Polymorph supports generating multiple ECS designs during a single compilation.

Designs are handled by identities. An identity is like a write-only compile time database that stores all the information required to build the ECS.

If not otherwise specified, an ECS is built with the default identity.

Multiple ECS outputs with a single identity

After makeEcs has completed generating the ECS from the identity, the state is marked as processed and subsequent component/system definitions will apply to the next makeEcs statement.

This allows the same identity (such as the default identity) to generate multiple different ECS outputs in serial.

The resultant ECS outputs are incompatible and must be generated in separate modules, otherwise the type names will clash as, by default, they are exported. This means you can't use entities from multiple ECS together, though you can communicate by standard means outside of the ECS.

The ComponentTypeId for components created in registerComponents is consecutively allocated by identity, so whilst the multiple ECS outputs are incompatible directly, the typeId will be unique for each component defined through the same identity.

You must provide unique names for components and systems that use the same identity.
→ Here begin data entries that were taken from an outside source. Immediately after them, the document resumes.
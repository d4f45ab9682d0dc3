//! Entity codecs, codec errors and the configured signaling codec

use crate::signaling::{Message, MessageKind};
use crate::types::{
    CandidatesMessage, ConnectionAddress, DtlsFingerprint, FeedbackType, IceCandidate,
    InitialSetupMessage, MediaContent, MediaStateMessage, PayloadType, RtpExtension, SsrcGroup,
};
use bytes::Bytes;
use serde::de::DeserializeOwned;
use serde::{Deserialize, Serialize};
use serde_json::{Map, Value};
use thiserror::Error;

/// Default maximum signaling payload size (64KB)
pub const DEFAULT_MAX_PAYLOAD_SIZE: usize = 64 * 1024;

/// Codec errors
#[derive(Error, Debug)]
pub enum CodecError {
    /// Payload is not valid JSON
    #[error("Malformed payload: {0}")]
    Malformed(#[source] serde_json::Error),

    /// Top-level value is not a JSON object
    #[error("Payload is not a JSON object")]
    NotAnObject,

    /// `@type` is absent
    #[error("Missing @type discriminant")]
    MissingDiscriminant,

    /// `@type` is present but not a string
    #[error("@type discriminant is not a string")]
    DiscriminantNotString,

    /// `@type` names no known message kind
    #[error("Unknown message kind: {0}")]
    UnknownDiscriminant(String),

    /// Message body does not match its schema
    #[error("Invalid {kind} message: {source}")]
    InvalidBody {
        /// Kind named by the discriminant
        kind: MessageKind,
        /// Underlying schema error
        source: serde_json::Error,
    },

    /// A standalone entity object does not match its schema
    #[error("Invalid entity: {0}")]
    InvalidEntity(#[source] serde_json::Error),

    /// Serialization failed
    #[error("Encoding failed: {0}")]
    Encode(#[source] serde_json::Error),

    /// Payload exceeds the configured limit
    #[error("Payload too large: {size} bytes (max {max})")]
    PayloadTooLarge {
        /// Actual size in bytes
        size: usize,
        /// Configured maximum
        max: usize,
    },
}

/// Codec result type
pub type Result<T> = std::result::Result<T, CodecError>;

/// Bidirectional mapping between an entity and its JSON object form
pub trait WireObject: Serialize + DeserializeOwned {
    /// Serialize into a JSON object
    ///
    /// # Errors
    ///
    /// Returns error if the entity does not serialize to an object
    fn to_object(&self) -> Result<Map<String, Value>> {
        match serde_json::to_value(self).map_err(CodecError::Encode)? {
            Value::Object(object) => Ok(object),
            _ => Err(CodecError::NotAnObject),
        }
    }

    /// Parse from a JSON object
    ///
    /// Unknown keys are ignored.
    ///
    /// # Errors
    ///
    /// Returns error if a required field is missing, a field has the wrong
    /// type, or any nested element fails to parse
    fn from_object(object: Map<String, Value>) -> Result<Self> {
        serde_json::from_value(Value::Object(object)).map_err(CodecError::InvalidEntity)
    }
}

impl WireObject for ConnectionAddress {}
impl WireObject for DtlsFingerprint {}
impl WireObject for IceCandidate {}
impl WireObject for SsrcGroup {}
impl WireObject for FeedbackType {}
impl WireObject for RtpExtension {}
impl WireObject for PayloadType {}
impl WireObject for MediaContent {}
impl WireObject for InitialSetupMessage {}
impl WireObject for CandidatesMessage {}
impl WireObject for MediaStateMessage {}

/// Codec configuration
#[derive(Debug, Clone, PartialEq, Eq, Serialize, Deserialize)]
#[serde(default, rename_all = "snake_case")]
pub struct CodecConfig {
    /// Largest payload accepted or produced, in bytes
    pub max_payload_size: usize,
}

impl Default for CodecConfig {
    fn default() -> Self {
        Self {
            max_payload_size: DEFAULT_MAX_PAYLOAD_SIZE,
        }
    }
}

impl CodecConfig {
    /// Set the maximum payload size
    #[must_use]
    pub fn with_max_payload_size(mut self, max_payload_size: usize) -> Self {
        self.max_payload_size = max_payload_size;
        self
    }
}

/// Signaling codec with payload size enforcement
///
/// Wraps [`Message::to_bytes`] and [`Message::from_bytes`], rejecting payloads
/// larger than [`CodecConfig::max_payload_size`] in either direction. Oversized
/// input is refused before any parsing takes place.
#[derive(Debug, Clone, Default)]
pub struct SignalingCodec {
    config: CodecConfig,
}

impl SignalingCodec {
    /// Create a codec with the given configuration
    #[must_use]
    pub fn new(config: CodecConfig) -> Self {
        Self { config }
    }

    /// Get codec configuration
    #[must_use]
    pub fn config(&self) -> &CodecConfig {
        &self.config
    }

    /// Encode a message into a wire payload
    ///
    /// # Errors
    ///
    /// Returns error if serialization fails or the payload exceeds the limit
    #[tracing::instrument(skip(self, message), fields(kind = %message.kind()))]
    pub fn encode(&self, message: &Message) -> Result<Bytes> {
        let payload = message.to_bytes()?;
        self.check_size(payload.len())?;
        tracing::debug!(size = payload.len(), "Encoded signaling message");
        Ok(Bytes::from(payload))
    }

    /// Decode a wire payload into a message
    ///
    /// # Errors
    ///
    /// Returns error if the payload exceeds the limit or fails to parse
    #[tracing::instrument(skip(self, payload), fields(size = payload.len()))]
    pub fn decode(&self, payload: &[u8]) -> Result<Message> {
        let result = self
            .check_size(payload.len())
            .and_then(|()| Message::from_bytes(payload));
        match &result {
            Ok(message) => tracing::debug!(kind = %message.kind(), "Decoded signaling message"),
            Err(e) => tracing::debug!(error = %e, "Rejected signaling payload"),
        }
        result
    }

    fn check_size(&self, size: usize) -> Result<()> {
        let max = self.config.max_payload_size;
        if size > max {
            return Err(CodecError::PayloadTooLarge { size, max });
        }
        Ok(())
    }
}

#[cfg(test)]
#[allow(clippy::unwrap_used, clippy::panic)]
mod tests {
    use super::*;
    use crate::types::VideoState;
    use serde_json::json;

    fn object(value: Value) -> Map<String, Value> {
        match value {
            Value::Object(object) => object,
            other => panic!("not an object: {other}"),
        }
    }

    #[test]
    fn test_connection_address_object() {
        let address = ConnectionAddress::new("127.0.0.1", 9000);
        let obj = address.to_object().unwrap();
        assert_eq!(Value::Object(obj.clone()), json!({"ip": "127.0.0.1", "port": 9000}));
        assert_eq!(ConnectionAddress::from_object(obj).unwrap(), address);
    }

    #[test]
    fn test_connection_address_wrong_types() {
        let result = ConnectionAddress::from_object(object(json!({"ip": 1, "port": 9000})));
        assert!(matches!(result, Err(CodecError::InvalidEntity(_))));

        let result = ConnectionAddress::from_object(object(json!({"ip": "::1", "port": "9000"})));
        assert!(result.is_err());

        let result = ConnectionAddress::from_object(object(json!({"ip": "::1"})));
        assert!(result.is_err());
    }

    #[test]
    fn test_dtls_fingerprint_requires_all_fields() {
        let full = json!({"hash": "sha-256", "setup": "active", "fingerprint": "AA:BB"});
        assert!(DtlsFingerprint::from_object(object(full)).is_ok());

        for missing in ["hash", "setup", "fingerprint"] {
            let mut obj = object(json!({"hash": "sha-256", "setup": "active", "fingerprint": "AA:BB"}));
            obj.remove(missing);
            assert!(DtlsFingerprint::from_object(obj).is_err(), "{missing}");
        }
    }

    #[test]
    fn test_ssrc_group_zero_rejected() {
        let good = object(json!({"semantics": "FID", "ssrcs": ["1", "2"]}));
        assert_eq!(
            SsrcGroup::from_object(good).unwrap(),
            SsrcGroup::new("FID", vec![1, 2])
        );

        let zero = object(json!({"semantics": "FID", "ssrcs": ["1", "0"]}));
        assert!(SsrcGroup::from_object(zero).is_err());

        let junk = object(json!({"semantics": "SIM", "ssrcs": ["video"]}));
        assert!(SsrcGroup::from_object(junk).is_err());
    }

    #[test]
    fn test_media_content_zero_ssrc_accepted() {
        let content = MediaContent::from_object(object(json!({"ssrc": "0", "rtpExtensions": []})))
            .unwrap();
        assert_eq!(content.ssrc, 0);
    }

    #[test]
    fn test_feedback_type_and_rtp_extension() {
        let feedback = FeedbackType::new("nack", "pli");
        let obj = feedback.to_object().unwrap();
        assert_eq!(Value::Object(obj.clone()), json!({"type": "nack", "subtype": "pli"}));
        assert_eq!(FeedbackType::from_object(obj).unwrap(), feedback);

        let extension = RtpExtension::new(3, "urn:ietf:params:rtp-hdrext:ssrc-audio-level");
        let obj = extension.to_object().unwrap();
        assert_eq!(RtpExtension::from_object(obj).unwrap(), extension);

        let result = RtpExtension::from_object(object(json!({"id": "3", "uri": "x"})));
        assert!(result.is_err());
    }

    #[test]
    fn test_payload_type_bad_feedback_element_fails() {
        let result = PayloadType::from_object(object(json!({
            "id": 96,
            "name": "VP8",
            "clockrate": 90000,
            "feedbackTypes": [{"type": "nack", "subtype": ""}, {"type": "ccm"}]
        })));
        assert!(result.is_err());
    }

    #[test]
    fn test_unknown_keys_ignored() {
        let obj = object(json!({
            "ssrc": "7",
            "futureField": {"nested": true},
            "rtpExtensions": [{"id": 1, "uri": "u", "extra": 5}]
        }));
        let content = MediaContent::from_object(obj).unwrap();
        assert_eq!(content.ssrc, 7);
        assert_eq!(content.rtp_extensions, vec![RtpExtension::new(1, "u")]);
    }

    #[test]
    fn test_media_state_object() {
        let state = MediaStateMessage {
            is_muted: true,
            video_state: VideoState::Suspended,
            is_battery_low: false,
        };
        let obj = state.to_object().unwrap();
        assert_eq!(
            Value::Object(obj.clone()),
            json!({"muted": true, "videoState": "suspended", "lowBattery": false})
        );
        assert_eq!(MediaStateMessage::from_object(obj).unwrap(), state);
    }

    #[test]
    fn test_codec_default_config() {
        let codec = SignalingCodec::default();
        assert_eq!(codec.config().max_payload_size, DEFAULT_MAX_PAYLOAD_SIZE);
    }

    #[test]
    fn test_codec_encode_decode() {
        let codec = SignalingCodec::default();
        let message = Message::from(MediaStateMessage {
            is_muted: true,
            ..MediaStateMessage::default()
        });
        let payload = codec.encode(&message).unwrap();
        assert_eq!(codec.decode(&payload).unwrap(), message);
    }

    #[test]
    fn test_codec_rejects_oversized_input() {
        let codec = SignalingCodec::new(CodecConfig::default().with_max_payload_size(16));
        let payload = br#"{"@type":"MediaState","muted":true}"#;
        let result = codec.decode(payload);
        assert!(matches!(
            result,
            Err(CodecError::PayloadTooLarge { size, max: 16 }) if size == payload.len()
        ));
    }

    #[test]
    fn test_codec_rejects_oversized_output() {
        let codec = SignalingCodec::new(CodecConfig::default().with_max_payload_size(8));
        let message = Message::from(MediaStateMessage::default());
        assert!(matches!(
            codec.encode(&message),
            Err(CodecError::PayloadTooLarge { max: 8, .. })
        ));
    }

    #[test]
    fn test_codec_config_from_json() {
        let config: CodecConfig = serde_json::from_str("{}").unwrap();
        assert_eq!(config, CodecConfig::default());

        let config: CodecConfig = serde_json::from_str(r#"{"max_payload_size": 1024}"#).unwrap();
        assert_eq!(config.max_payload_size, 1024);
    }
}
Here's a contrived example:

# Module multipleecs1

import polymorph

var someData*: int

registerComponents defaultCompOpts:
  type Comp1* = object
    value: int

makeSystem "test1", [Comp1]:
  all: item.comp1.value += 1

makeEcs()
commitSystems("run")

let e = newEntityWith(Comp1(value: 2))

run()
someData = e.fetch(Comp1).value
# Module multipleecs2

import polymorph

var someData*: int

registerComponents defaultCompOpts:
  type Comp2 = object
    value: int

makeSystem "test2", [Comp2]:
  all: item.comp2.value += 2

makeEcs()
commitSystems("run")

let e = newEntityWith(Comp2(value: 2))

run()
someData = e.fetch(Comp2).value
import multipleecs1, multipleecs2

# Both ECS are generated and run.

# Note that as both ECS export their types, operations would require
# disambiguation internally to use in this module, which is not possible.

assert multipleecs1.someData == 3
assert multipleecs2.someData == 4

Private ECS

You can tell Polymorph to automatically strip export markers from generated code, allowing an ECS to be used within a private scope such as a block statement.
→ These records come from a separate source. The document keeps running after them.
//! The main API to the display: a framebuffer composed with a protocol driver. Drawing happens in
//! memory; `flush` is the only call that transmits anything.

pub mod framebuffer;

use hal::blocking::delay::DelayMs;
use hal::digital::v2::OutputPin;

use crate::command::consts::*;
use crate::config::Config;
use crate::driver::Driver;
use crate::interface;

pub use self::framebuffer::FrameBuffer;

/// A 128x64 module, the most common SSD1306 panel.
pub type Display128x64<DI, RST> = Display<DI, RST, 128, 8>;
/// A 128x32 module.
pub type Display128x32<DI, RST> = Display<DI, RST, 128, 4>;
/// A 96x64 module.
pub type Display96x64<DI, RST> = Display<DI, RST, 96, 8>;

/// An SSD1306 display `W` pixels wide and `PAGES * 8` pixels tall, with its framebuffer.
pub struct Display<DI, RST, const W: usize, const PAGES: usize>
where
    DI: interface::DisplayInterface,
{
    driver: Driver<DI, RST>,
    buffer: FrameBuffer<W, PAGES>,
}

impl<DI, RST, const W: usize, const PAGES: usize> Display<DI, RST, W, PAGES>
where
    DI: interface::DisplayInterface,
    RST: OutputPin,
{
    /// Reset and bring up the display connected to `iface`, with a cleared framebuffer. The panel
    /// RAM is not cleared until the first `flush`.
    ///
    /// Panics if the size is not one the SSD1306 can drive: at most 128 columns and between 2 and
    /// 8 pages.
    pub fn new<D>(iface: DI, rst: RST, delay: &mut D, config: Config) -> Result<Self, ()>
    where
        D: DelayMs<u8>,
    {
        if false
            || W == 0
            || W > NUM_PIXEL_COLS as usize
            || PAGES < 2
            || PAGES > NUM_PAGES as usize
        {
            panic!("Display size not supported by SSD1306.");
        }
        let driver = Driver::new(iface, rst, delay, config, (PAGES * 8) as u8)?;
        Ok(Display {
            driver,
            buffer: FrameBuffer::new(),
        })
    }

    /// Give back the interface and reset pin.
    pub fn release(self) -> (DI, RST) {
        self.driver.release()
    }
}

impl<DI, RST, const W: usize, const PAGES: usize> Display<DI, RST, W, PAGES>
where
    DI: interface::DisplayInterface,
{
    /// Write the whole framebuffer to display RAM, one page at a time. The buffer is left as is.
    pub fn flush(&mut self) -> Result<(), ()> {
        #[cfg(feature = "defmt")]
        defmt::trace!("ssd1306: flush {=usize} pages", PAGES);
        for (page, segs) in self.buffer.pages().iter().enumerate() {
            self.driver.set_page_start(page as u8)?;
            self.driver.set_column_start(0)?;
            self.driver.write_data(segs)?;
        }
        Ok(())
    }

    pub fn buffer(&self) -> &FrameBuffer<W, PAGES> {
        &self.buffer
    }

    pub fn buffer_mut(&mut self) -> &mut FrameBuffer<W, PAGES> {
        &mut self.buffer
    }

    /// Access the protocol driver, e.g. to change contrast or put the panel to sleep.
    pub fn driver_mut(&mut self) -> &mut Driver<DI, RST> {
        &mut self.driver
    }

    pub fn clear(&mut self) {
        self.buffer.clear()
    }

    pub fn fill(&mut self, byte: u8) {
        self.buffer.fill(byte)
    }

    pub fn set_pixel(&mut self, x: i16, y: i16, on: bool) {
        self.buffer.set_pixel(x, y, on)
    }

    pub fn get_pixel(&self, x: i16, y: i16) -> bool {
        self.buffer.get_pixel(x, y)
    }

    pub fn draw_rect(&mut self, x: i16, y: i16, w: i16, h: i16, on: bool) {
        self.buffer.draw_rect(x, y, w, h, on)
    }

    pub fn fill_rect(&mut self, x: i16, y: i16, w: i16, h: i16, on: bool) {
        self.buffer.fill_rect(x, y, w, h, on)
    }

    pub fn draw_char(&mut self, x: i16, y: i16, c: char) {
        self.buffer.draw_char(x, y, c)
    }

    pub fn draw_str(&mut self, x: i16, y: i16, text: &str) {
        self.buffer.draw_str(x, y, text)
    }

    pub fn draw_bitmap(&mut self, x: i16, y: i16, w: i16, h: i16, source: &[u8]) {
        self.buffer.draw_bitmap(x, y, w, h, source)
    }

    pub fn draw_number(&mut self, x: i16, y: i16, value: u16, zero_fill: bool) -> i16 {
        self.buffer.draw_number(x, y, value, zero_fill)
    }
}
To declare an ECS as private, the identity has to have the private option set. This can only be done in a compile time context such as static blocks.

import polymorph

static: defaultIdentity.setPrivate true

let result =
  block:
    registerComponents defaultCompOpts:
      type Calc = object
        data: int
    
    makeSystem "calc", [Calc]:
      fields: value: int
      all: sys.value += item.calc.data
    
    makeEcs()
    commitSystems "run"

    for i in 0 ..< 10:
      discard newEntityWith(Calc(data: 123 * i))

    run()

    sysCalc.value

echo result

Output:

5535

Multiple identities

You may create new identities with newEcsIdentity.

In most cases, you only need one identity, and the default identity is assumed. However, it can be useful to create separate ECS identities to fully isolate an ECS design, for example for creating an internal ECS for use in library code whilst being unaffected by a user's ECS design, or simply to split out designs.

import polymorph

const myId = newEcsIdentity "myId"

myId.registerComponents defaultCompOpts:
  type Comp1 = object

myId.makeSystem "test1", [Comp1]: discard

myId.makeEcs defaultEntOpts

Future work

Performance

  • Optimise component metadata management.
  • Provide an option to split component storage into separate lists per field.
  • Heuristics for inserting components and systems to minimise fragmentation in non-owner systems with high system churn.
  • Automatically group systems that interact into threads.